ASSIGNMENT. Could you show each line of the records that contains the word "push"?

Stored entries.

+ + +

//! Merging one dependency's install root into the target root

use camino::Utf8Path;
use std::io;
use walkdir::WalkDir;

use crate::graph::DependencyNode;
use crate::{Error, Result};

use super::manifest::{CopiedFileMap, FileConflict, FileOwner};

/// Package-manager bookkeeping files that are never deployed
pub const RESERVED_FILE_NAMES: &[&str] = &["conaninfo.txt", "conanmanifest.txt", "conan_package.tgz"];

/// Whether a file with this base name is skipped during merging
pub fn is_reserved(file_name: &str) -> bool {
    RESERVED_FILE_NAMES.contains(&file_name)
}

/// Copy every file of `node` into `target_root`
///
/// Relative paths are preserved, symlinks are copied as symlinks and every
/// destination is recorded in `copied`. Destinations that already exist are
/// overwritten and reported as conflicts, in the order they were found.
pub fn merge_one(
    node: &DependencyNode,
    target_root: &Utf8Path,
    copied: &mut CopiedFileMap,
) -> Result<Vec<FileConflict>> {
    tracing::info!("Deploying runtime dependency {}", node.name);

    let mut conflicts = Vec::new();
    let walker = WalkDir::new(&node.root)
        .follow_links(false)
        .sort_by_file_name();

    for entry in walker {
        let entry = entry.map_err(|e| {
            let path = e
                .path()
                .and_then(Utf8Path::from_path)
                .map(Utf8Path::to_path_buf)
                .unwrap_or_else(|| node.root.clone());
            Error::copy(&node.name, path, io::Error::from(e))
        })?;

        let file_type = entry.file_type();
        if file_type.is_dir() {
            continue;
        }

        let src_path = Utf8Path::from_path(entry.path()).ok_or_else(|| {
            Error::deploy(
                format!("Path is not valid UTF-8: {:?}", entry.path()),
                "Ensure all installed file paths contain only valid UTF-8 characters",
            )
        })?;

        if src_path.file_name().is_some_and(is_reserved) {
            tracing::debug!(path = %src_path, "Skipping package metadata file");
            continue;
        }

        let rel_path = src_path.strip_prefix(&node.root).map_err(|_| {
            Error::deploy(
                format!("Failed to strip install root prefix from {}", src_path),
                "This is likely a bug in flatdeploy",
            )
        })?;

        let dst_path = target_root.join(rel_path);

        if let Some(parent) = dst_path.parent() {
            std::fs::create_dir_all(parent).map_err(|e| Error::copy(&node.name, parent, e))?;
        }

        let existing = dst_path.symlink_metadata().ok();
        if existing.is_some() {
            let previous = match copied.owner(&dst_path) {
                Some(owner) => FileOwner::Dependency(owner.to_string()),
                None => FileOwner::PreExisting,
            };
            let conflict = FileConflict {
                relative_path: rel_path.to_path_buf(),
                dependency: node.name.clone(),
                previous,
            };
            tracing::warn!("File conflict: {}", conflict);
            conflicts.push(conflict);
        }

        // A real directory already holds other dependencies' files
        if file_type.is_symlink() && existing.as_ref().is_some_and(|metadata| metadata.is_dir()) {
            tracing::warn!(
                "Keeping directory {} instead of the symlink from {}",
                dst_path,
                node.name
            );
            continue;
        }

        let copy_result = if file_type.is_symlink() {
            copy_symlink(src_path, &dst_path)
        } else {
            copy_file(src_path, &dst_path)
        };
        copy_result.map_err(|e| Error::copy(&node.name, src_path, e))?;

        tracing::debug!(src = %src_path, dst = %dst_path, "Deployed");
        copied.insert(dst_path, node.name.clone());
    }

    Ok(conflicts)
}

/// Recreate the symlink at `src` as `dst`, with the same link text
fn copy_symlink(src: &Utf8Path, dst: &Utf8Path) -> io::Result<()> {
    let target = std::fs::read_link(src)?;
    remove_existing_file(dst)?;
    std::os::unix::fs::symlink(target, dst)
}

/// Copy a regular file, keeping permissions and timestamps
fn copy_file(src: &Utf8Path, dst: &Utf8Path) -> io::Result<()> {
    // Never write through an earlier symlink or into a read-only file
    remove_existing_file(dst)?;

    std::fs::copy(src, dst)?;

    let metadata = std::fs::metadata(src)?;
    filetime::set_file_times(
        dst,
        filetime::FileTime::from_last_access_time(&metadata),
        filetime::FileTime::from_last_modification_time(&metadata),
    )
}

/// Remove a file or symlink at `path` if present; directories are left alone
fn remove_existing_file(path: &Utf8Path) -> io::Result<()> {
    match path.symlink_metadata() {
        Ok(metadata) if !metadata.is_dir() => std::fs::remove_file(path),
        Ok(_) => Ok(()),
        Err(e) if e.kind() == io::ErrorKind::NotFound => Ok(()),
        Err(e) => Err(e),
    }
}
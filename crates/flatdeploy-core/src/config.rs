//! Configuration file parsing and merging
//!
//! This module handles parsing of `flatdeploy.toml` and its optional
//! `flatdeploy.local.toml` override. The file carries what the package
//! resolver knows about the dependency graph plus the deployment settings.

use camino::{Utf8Component, Utf8Path, Utf8PathBuf};
use serde::{Deserialize, Serialize};
use std::collections::BTreeMap;

use crate::deploy::{CyclePolicy, DeployProfile};
use crate::graph::{DependencyGraph, DependencyNode, RootPackage};
use crate::{Error, Result};

/// Default configuration file name
pub const CONFIG_FILE_NAME: &str = "flatdeploy.toml";

/// Main configuration structure for flatdeploy
#[derive(Debug, Clone, Default, Serialize, Deserialize)]
#[serde(default)]
pub struct Config {
    /// The package being deployed for
    pub package: PackageConfig,

    /// Install information for every package reachable from `package.requires`
    pub dependencies: BTreeMap<String, DependencyConfig>,

    /// Deployment settings
    pub deploy: DeployConfig,
}

/// Root package description
#[derive(Debug, Clone, Default, Serialize, Deserialize)]
#[serde(default)]
pub struct PackageConfig {
    /// Package name (default: none, deploys into `flatdeploy/`)
    pub name: Option<String>,

    /// Package version
    pub version: Option<String>,

    /// Direct requirements in declaration order
    pub requires: Vec<String>,
}

/// Install information for one dependency
#[derive(Debug, Clone, Serialize, Deserialize)]
pub struct DependencyConfig {
    /// Install root of the dependency
    pub root: Utf8PathBuf,

    /// Public dependencies in declaration order
    #[serde(default)]
    pub public_deps: Vec<String>,
}

/// Deployment configuration
#[derive(Debug, Clone, Serialize, Deserialize)]
#[serde(default)]
pub struct DeployConfig {
    /// Directory receiving the isolated deployment and the manifest (default: ".")
    pub output_dir: Utf8PathBuf,

    /// Deployment profile (default: "flatdeploy")
    pub profile: DeployProfile,

    /// What to do when the dependency graph contains a cycle (default: "warn")
    pub on_cycle: CyclePolicy,

    /// Target root for the persistent profile (default: `$HOME/.local`)
    pub persistent_prefix: Option<Utf8PathBuf>,
}

impl Default for DeployConfig {
    fn default() -> Self {
        Self {
            output_dir: Utf8PathBuf::from("."),
            profile: DeployProfile::default(),
            on_cycle: CyclePolicy::default(),
            persistent_prefix: None,
        }
    }
}

impl Config {
    /// Load configuration from a file.
    ///
    /// The sibling `<stem>.local.toml` is merged over it when present, and
    /// relative paths are resolved against the directory holding the file.
    pub fn load(config_path: &Utf8Path) -> Result<Self> {
        if !config_path.exists() {
            return Err(Error::config(
                format!("Configuration file not found: {}", config_path),
                "Create a flatdeploy.toml describing the package and its dependencies, or pass --config",
            ));
        }

        let local_config_path = local_override_path(config_path);

        let content = std::fs::read_to_string(config_path)?;
        let base_config = toml::from_str::<toml::Value>(&content)?;

        let local_config = match &local_config_path {
            Some(path) if path.exists() => {
                tracing::debug!(path = %path, "Merging local configuration override");
                let content = std::fs::read_to_string(path)?;
                Some(toml::from_str::<toml::Value>(&content)?)
            }
            _ => None,
        };

        let merged = if let Some(local) = local_config {
            merge_toml_values(base_config, local)
        } else {
            base_config
        };

        let mut config: Config = merged.try_into()?;

        let base_dir = match config_path.parent() {
            Some(parent) if !parent.as_str().is_empty() => parent,
            _ => Utf8Path::new("."),
        };
        let base_dir = base_dir.canonicalize_utf8().map_err(|e| {
            Error::config(
                format!("Failed to canonicalize config directory {}: {}", base_dir, e),
                "Ensure the path exists and is accessible",
            )
        })?;
        config.resolve_paths(&base_dir);

        Ok(config)
    }

    /// Load configuration from a string (for testing)
    pub fn parse(content: &str) -> Result<Self> {
        let config: Config = toml::from_str(content)?;
        Ok(config)
    }

    /// Make every relative path in the configuration relative to `base`
    pub fn resolve_paths(&mut self, base: &Utf8Path) {
        for dependency in self.dependencies.values_mut() {
            dependency.root = rebase(base, &dependency.root);
        }

        self.deploy.output_dir = rebase(base, &self.deploy.output_dir);

        if let Some(prefix) = &mut self.deploy.persistent_prefix {
            *prefix = rebase(base, prefix);
        }
    }

    /// The root package described by `[package]`
    pub fn root_package(&self) -> RootPackage {
        RootPackage {
            name: self.package.name.clone(),
            version: self.package.version.clone(),
            requires: self.package.requires.clone(),
        }
    }

    /// The dependency graph described by `[dependencies]`
    pub fn graph(&self) -> DependencyGraph {
        self.dependencies
            .iter()
            .map(|(name, dependency)| DependencyNode {
                name: name.clone(),
                root: dependency.root.clone(),
                public_deps: dependency.public_deps.clone(),
            })
            .collect()
    }
}

/// Join a relative `path` onto `base`, dropping `.` components
fn rebase(base: &Utf8Path, path: &Utf8Path) -> Utf8PathBuf {
    if path.is_absolute() {
        return path.to_path_buf();
    }

    let mut rebased = base.to_path_buf();
    for component in path.components() {
        if component != Utf8Component::CurDir {
            rebased.push(component.as_str());
        }
    }
    rebased
}

/// `dir/flatdeploy.toml` -> `dir/flatdeploy.local.toml`
fn local_override_path(config_path: &Utf8Path) -> Option<Utf8PathBuf> {
    let stem = config_path.file_stem()?;
    let file_name = match config_path.extension() {
        Some(extension) => format!("{}.local.{}", stem, extension),
        None => format!("{}.local", stem),
    };
    Some(config_path.with_file_name(file_name))
}

/// Merge two TOML values:
/// - Tables: recursively merged
/// - Arrays: local replaces base (not merged)
/// - Primitives: local overrides base
fn merge_toml_values(base: toml::Value, local: toml::Value) -> toml::Value {
    match (base, local) {
        (toml::Value::Table(mut base_table), toml::Value::Table(local_table)) => {
            for (key, local_value) in local_table {
                if let Some(base_value) = base_table.remove(&key) {
                    base_table.insert(key, merge_toml_values(base_value, local_value));
                } else {
                    base_table.insert(key, local_value);
                }
            }
            toml::Value::Table(base_table)
        }
        (_, local) => local,
    }
}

+ + +

RESPONSE BOX.
            conflicts.push(conflict);
            rebased.push(component.as_str());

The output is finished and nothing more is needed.